Yellow Pages, Directories
As recently as 5-6 years ago, the Yellow Pages were seen as a stable business meriting a large (sometimes huge) premium for their cash generation. Yet it was already obvious then that obsolescence was around the corner. The huge growth of the internet, together with the growing popularity of search engines – particularly Google (NASDAQ:GOOG), which was already turning into a verb -- meant that soon people would stop opening those huge paper directories.

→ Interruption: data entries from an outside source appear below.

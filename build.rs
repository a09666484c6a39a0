//! 构建时根据 src/tests/servers.toml 生成真实服务端测试用的枚举，供 tests 模块 include! 使用。
//!
//! 内置的内存服务端不需要任何配置；这里列出的是可选的线上服务端，
//! 每个 id 对应 `src/tests/env/{id}.env`，缺失时从 `.env.example` 复制一份模板。

use std::env;
use std::fs;
use std::path::Path;

fn main() {
    let manifest_dir = env::var("CARGO_MANIFEST_DIR").unwrap_or_else(|_| ".".to_string());
    let servers_path = Path::new(&manifest_dir).join("src/tests/servers.toml");
    println!("cargo:rerun-if-changed=src/tests/servers.toml");
    println!("cargo:rerun-if-changed=src/tests/env");

    let server_ids: Vec<String> = fs::read_to_string(&servers_path)
        .map(|content| parse_server_ids(&content))
        .unwrap_or_default()
        .into_iter()
        .filter(|id| is_valid_id(id))
        .collect();

    let Ok(out_dir) = env::var("OUT_DIR") else {
        return;
    };
    let out_path = Path::new(&out_dir).join("test_servers.rs");

    if let Err(e) = fs::write(&out_path, render(&server_ids)) {
        println!("cargo:warning=写入 test_servers.rs 失败: {e}");
    }

    ensure_env_files(&manifest_dir, &server_ids);
}

fn is_valid_id(id: &str) -> bool {
    !id.is_empty() && id.chars().all(|c| c.is_ascii_alphanumeric() || c == '_')
}

fn to_pascal_case(s: &str) -> String {
    s.split('_')
        .map(|part| {
            let mut c = part.chars();
            match c.next() {
                None => String::new(),
                Some(first) => first.to_uppercase().chain(c.flat_map(|c| c.to_lowercase())).collect(),
            }
        })
        .collect()
}

/// 解析 `servers = ["a", "b"]`（可跨行），`#` 开头的行视为注释
fn parse_server_ids(content: &str) -> Vec<String> {
    let body: String = content
        .lines()
        .filter(|l| !l.trim_start().starts_with('#'))
        .collect::<Vec<_>>()
        .join("\n");

    let Some(start) = body.find("servers") else {
        return Vec::new();
    };
    let rest = &body[start..];
    let (Some(open), Some(close)) = (rest.find('['), rest.find(']')) else {
        return Vec::new();
    };
    if close < open {
        return Vec::new();
    }

    rest[open + 1..close]
        .split(',')
        .map(|s| s.trim().trim_matches('"').to_string())
        .filter(|s| !s.is_empty())
        .collect()
}

fn render(server_ids: &[String]) -> String {
    let mut variants = String::new();
    let mut as_str_arms = String::new();
    let mut all = String::new();

    for id in server_ids {
        let variant = to_pascal_case(id);
        variants.push_str(&format!("    {variant},\n"));
        as_str_arms.push_str(&format!("            TestServer::{variant} => \"{id}\",\n"));
        all.push_str(&format!("            TestServer::{variant},\n"));
    }

    // 没有配置任何服务端时生成一个占位变体，避免空枚举
    if variants.is_empty() {
        variants.push_str("    __None,\n");
        as_str_arms.push_str("            TestServer::__None => \"\",\n");
    }

    format!(
        r#"// 自动生成，请勿手改。服务端列表来自 src/tests/servers.toml

/// 可选的线上 WebDAV 服务端，用于在测试中选择读取哪个 env 文件。
#[allow(dead_code)]
#[derive(Debug, Clone, Copy, PartialEq, Eq)]
pub enum TestServer {{
{variants}}}

#[allow(dead_code)]
impl TestServer {{
    /// 服务端 id（与 env 文件名 {{id}}.env 对应）
    pub fn as_str(&self) -> &'static str {{
        match self {{
{as_str_arms}        }}
    }}

    /// 全部已配置的服务端，便于轮询测试
    pub fn all() -> &'static [TestServer] {{
        &[
{all}        ]
    }}
}}

/// env 文件中需要的变量名
#[allow(dead_code)]
pub mod env_var_names {{
    /// WebDAV 根 URL
    pub const WEBDAV_URL: &str = "WEBDAV_URL";
    pub const WEBDAV_USERNAME: &str = "WEBDAV_USERNAME";
    pub const WEBDAV_PASSWORD: &str = "WEBDAV_PASSWORD";
    /// 测试时允许读写的目录，默认为 /webdav_client_test
    pub const WEBDAV_TEST_DIR: &str = "WEBDAV_TEST_DIR";
}}
"#
    )
}

/// 为每个服务端补齐 env 文件，用户只需填写 URL/账号/密码
fn ensure_env_files(manifest_dir: &str, server_ids: &[String]) {
    let env_dir = Path::new(manifest_dir).join("src/tests/env");
    let Ok(template) = fs::read_to_string(env_dir.join(".env.example")) else {
        return;
    };

    for id in server_ids {
        let env_file = env_dir.join(format!("{id}.env"));
        if !env_file.exists() {
            if let Err(e) = fs::write(&env_file, &template) {
                println!("cargo:warning=生成 {} 失败: {e}", env_file.display());
            }
        }
    }
}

The Yellow Page debacle was particularly heavy in Europe, where stocks such has Yell Group, Pagine Gialle, PagesJaunes Groupe, RH Donnelley and others had been widely promoted. In the U.S., two stocks can be found. Both IPO'd when the endgame was already obvious: Dex One Corporation (DEXO) and SuperMedia (SPMD). This presented a rare confluence – there were these incredibly overvalued stocks that were soon to be obsolete. The fall was thus magnified greatly, as seen below.
Also important, would you guess who was promoting these stocks when they were about to undergo these terrific plunges? The big brokers were. Why? Because many of these stocks were involved in investment banking operations, and there was money to be made in commissions. There’s a huge lesson to be learned here – you can’t trust research when there’s money to be made, even under very obvious situations (and the situation was obvious, I even wrote about the death of Yellow Pages back then – in Portuguese).
Those stocks named in the prior industries have already imploded. Presently, the following sectors seem to be under similar pressure:
Just 2-3 years ago, when you thought about mobile gaming, you’d think about Nintendo’s (OTCPK:NTDOF) DS or Sony's (NYSE:SNE) PSP. Then along came the iPhone, then Android, and then the iPad and tablets in general, with increasingly powerful CPUs and GPUs (Graphical Processing Units).
So it’s now pretty clear that you’re no longer restricted to a built-for-purpose device to get your mobile gaming. And indeed, you’re increasingly likely not to need one at all. Nintendo is still trying to differentiate its new Nintendo 3DS, while Sony does the same with the PSP Vita, but the writing is already on the wall. Mobile gaming will migrate to smartphones and tablets, and the built-for-purpose devices will simply fade away slowly.
Regarding these two companies, the impact will be larger on Nintendo, given that the mobile gaming business represents more of its entire business. Sony has other problems as well, but still mobile gaming is a smaller part of the enterprise.
Much like the fate of the purpose-built handheld gaming devices, the fate of the purpose-built handheld GPS is going the same route. Mostly every smartphone has GPS capability; many of the tablets also have it. It’s just a matter of time until the purpose-built handheld GPS fades away.
So will TomTom and Garmin (NASDAQ:GRMN) fade away as well? If they were tied only to the developments on the consumer GPS market, yes, they would fade away. Luckily, these companies had an additional lifeboat to turn to – the OEM automobile market. It hasn’t gone unnoticed that the GPS systems integrated into automobiles were usually well behind the handhelds in functionality, so these companies are now collaborating with the auto makers to integrate their systems, creating an escape route for their businesses.
Given this development, although the handheld consumer GPS business will fade away, it’s not so obvious that these two suppliers to that market will fade away with it.
When looking at a possible value opportunity, consideration has to be given as to whether one is looking at an obsolescence situation. Technological change is rather fast in our days, and it’s easy to get trapped in a sector that has no viable way to turn its fate around.
Disclosure: I have no positions in any stocks mentioned, and no plans to initiate any positions within the next 72 hours.